**What to work on:**
Down to the last line, repeat the records exactly.

(Listed records)

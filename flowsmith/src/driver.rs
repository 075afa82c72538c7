use std::sync::Arc;

use flowsmith_core::{FlowsmithError, GraphState};
use flowsmith_graph::GraphError;
use flowsmith_memory::SessionMemory;
use serde_json::Value;
use thiserror::Error;

use crate::console::{Console, InputEvent};
use crate::workflow::{is_exit, WorkflowGraph, WorkflowState};

pub const WELCOME: &str = "🤖 Welcome to the Agent Builder Chat! Type 'exit' anytime to quit.\n";
pub const REQUIREMENTS_PROMPT: &str = "📝 Enter your agent requirements: ";
pub const FINAL_HEADER: &str = "\n✅ Final Workflow JSON:";
pub const GOODBYE: &str = "\nExiting Agent Builder. Goodbye!";

#[derive(Debug, Error)]
pub enum DriverError {
    #[error(transparent)]
    Workflow(#[from] GraphError),
    #[error(transparent)]
    Session(#[from] FlowsmithError),
}

#[derive(Debug, Clone, PartialEq)]
pub enum RunOutcome {
    /// The user confirmed a draft; carries the final artifact.
    Finalized(Value),
    /// The user typed the exit token or closed the input.
    Exited,
    /// Every allowed change request was used without a confirmation.
    RevisionLimitReached { revisions: u32 },
}

#[derive(Debug)]
pub struct RunReport {
    pub outcome: RunOutcome,
    /// `None` when the user left before giving requirements.
    pub state: Option<WorkflowState>,
    pub memory: SessionMemory,
}

/// Reads the requirements, runs the workflow once, and prints the result.
pub struct ChatDriver {
    graph: WorkflowGraph,
    console: Arc<dyn Console>,
}

impl ChatDriver {
    pub fn new(graph: WorkflowGraph, console: Arc<dyn Console>) -> Self {
        Self { graph, console }
    }

    pub async fn run(&self) -> Result<RunReport, DriverError> {
        self.console.print(WELCOME);

        let mut memory = SessionMemory::new();
        let Some(requirements) = self.read_requirements().await? else {
            self.console.print(GOODBYE);
            return Ok(RunReport {
                outcome: RunOutcome::Exited,
                state: None,
                memory,
            });
        };

        tracing::info!("starting workflow");
        let initial = GraphState::new(WorkflowState::new(requirements));
        let finished = self.graph.invoke_graph(initial, &mut memory).await?.data;
        tracing::debug!(
            state = %flowsmith_core::StateSchema::trace_repr(&finished),
            "workflow finished"
        );

        let outcome = match &finished.final_json {
            Some(artifact) => {
                self.console.print(FINAL_HEADER);
                self.console
                    .print(&serde_json::to_string_pretty(artifact).map_err(FlowsmithError::from)?);
                RunOutcome::Finalized(artifact.clone())
            }
            None if finished.exit_requested => {
                self.console.print(GOODBYE);
                RunOutcome::Exited
            }
            None => {
                self.console.print(&format!(
                    "\nStopping after {} revisions without a confirmation. Goodbye!",
                    finished.revisions
                ));
                RunOutcome::RevisionLimitReached {
                    revisions: finished.revisions,
                }
            }
        };

        Ok(RunReport {
            outcome,
            state: Some(finished),
            memory,
        })
    }

    /// Prompts until the user types something. `None` means exit.
    async fn read_requirements(&self) -> Result<Option<String>, FlowsmithError> {
        loop {
            match self.console.read_line(REQUIREMENTS_PROMPT).await? {
                InputEvent::Eof => return Ok(None),
                InputEvent::Line(line) if is_exit(&line) => return Ok(None),
                InputEvent::Line(line) if line.trim().is_empty() => continue,
                InputEvent::Line(line) => return Ok(Some(line)),
            }
        }
    }
}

(End Listed records)

**Answer box:**
filename flowsmith/src/driver.rs
repository 075afa82c72538c7
use std::sync::Arc;

use flowsmith_core::{FlowsmithError, GraphState};
use flowsmith_graph::GraphError;
use flowsmith_memory::SessionMemory;
use serde_json::Value;
use thiserror::Error;

use crate::console::{Console, InputEvent};
use crate::workflow::{is_exit, WorkflowGraph, WorkflowState};

pub const WELCOME: &str = "🤖 Welcome to the Agent Builder Chat! Type 'exit' anytime to quit.\n";
pub const REQUIREMENTS_PROMPT: &str = "📝 Enter your agent requirements: ";
pub const FINAL_HEADER: &str = "\n✅ Final Workflow JSON:";
pub const GOODBYE: &str = "\nExiting Agent Builder. Goodbye!";

#[derive(Debug, Error)]
pub enum DriverError {
    #[error(transparent)]
    Workflow(#[from] GraphError),
    #[error(transparent)]
    Session(#[from] FlowsmithError),
}

#[derive(Debug, Clone, PartialEq)]
pub enum RunOutcome {
    /// The user confirmed a draft; carries the final artifact.
    Finalized(Value),
    /// The user typed the exit token or closed the input.
    Exited,
    /// Every allowed change request was used without a confirmation.
    RevisionLimitReached { revisions: u32 },
}

#[derive(Debug)]
pub struct RunReport {
    pub outcome: RunOutcome,
    /// `None` when the user left before giving requirements.
    pub state: Option<WorkflowState>,
    pub memory: SessionMemory,
}

/// Reads the requirements, runs the workflow once, and prints the result.
pub struct ChatDriver {
    graph: WorkflowGraph,
    console: Arc<dyn Console>,
}

impl ChatDriver {
    pub fn new(graph: WorkflowGraph, console: Arc<dyn Console>) -> Self {
        Self { graph, console }
    }

    pub async fn run(&self) -> Result<RunReport, DriverError> {
        self.console.print(WELCOME);

        let mut memory = SessionMemory::new();
        let Some(requirements) = self.read_requirements().await? else {
            self.console.print(GOODBYE);
            return Ok(RunReport {
                outcome: RunOutcome::Exited,
                state: None,
                memory,
            });
        };

        tracing::info!("starting workflow");
        let initial = GraphState::new(WorkflowState::new(requirements));
        let finished = self.graph.invoke_graph(initial, &mut memory).await?.data;
        tracing::debug!(
            state = %flowsmith_core::StateSchema::trace_repr(&finished),
            "workflow finished"
        );

        let outcome = match &finished.final_json {
            Some(artifact) => {
                self.console.print(FINAL_HEADER);
                self.console
                    .print(&serde_json::to_string_pretty(artifact).map_err(FlowsmithError::from)?);
                RunOutcome::Finalized(artifact.clone())
            }
            None if finished.exit_requested => {
                self.console.print(GOODBYE);
                RunOutcome::Exited
            }
            None => {
                self.console.print(&format!(
                    "\nStopping after {} revisions without a confirmation. Goodbye!",
                    finished.revisions
                ));
                RunOutcome::RevisionLimitReached {
                    revisions: finished.revisions,
                }
            }
        };

        Ok(RunReport {
            outcome,
            state: Some(finished),
            memory,
        })
    }

    /// Prompts until the user types something. `None` means exit.
    async fn read_requirements(&self) -> Result<Option<String>, FlowsmithError> {
        loop {
            match self.console.read_line(REQUIREMENTS_PROMPT).await? {
                InputEvent::Eof => return Ok(None),
                InputEvent::Line(line) if is_exit(&line) => return Ok(None),
                InputEvent::Line(line) if line.trim().is_empty() => continue,
                InputEvent::Line(line) => return Ok(Some(line)),
            }
        }
    }
}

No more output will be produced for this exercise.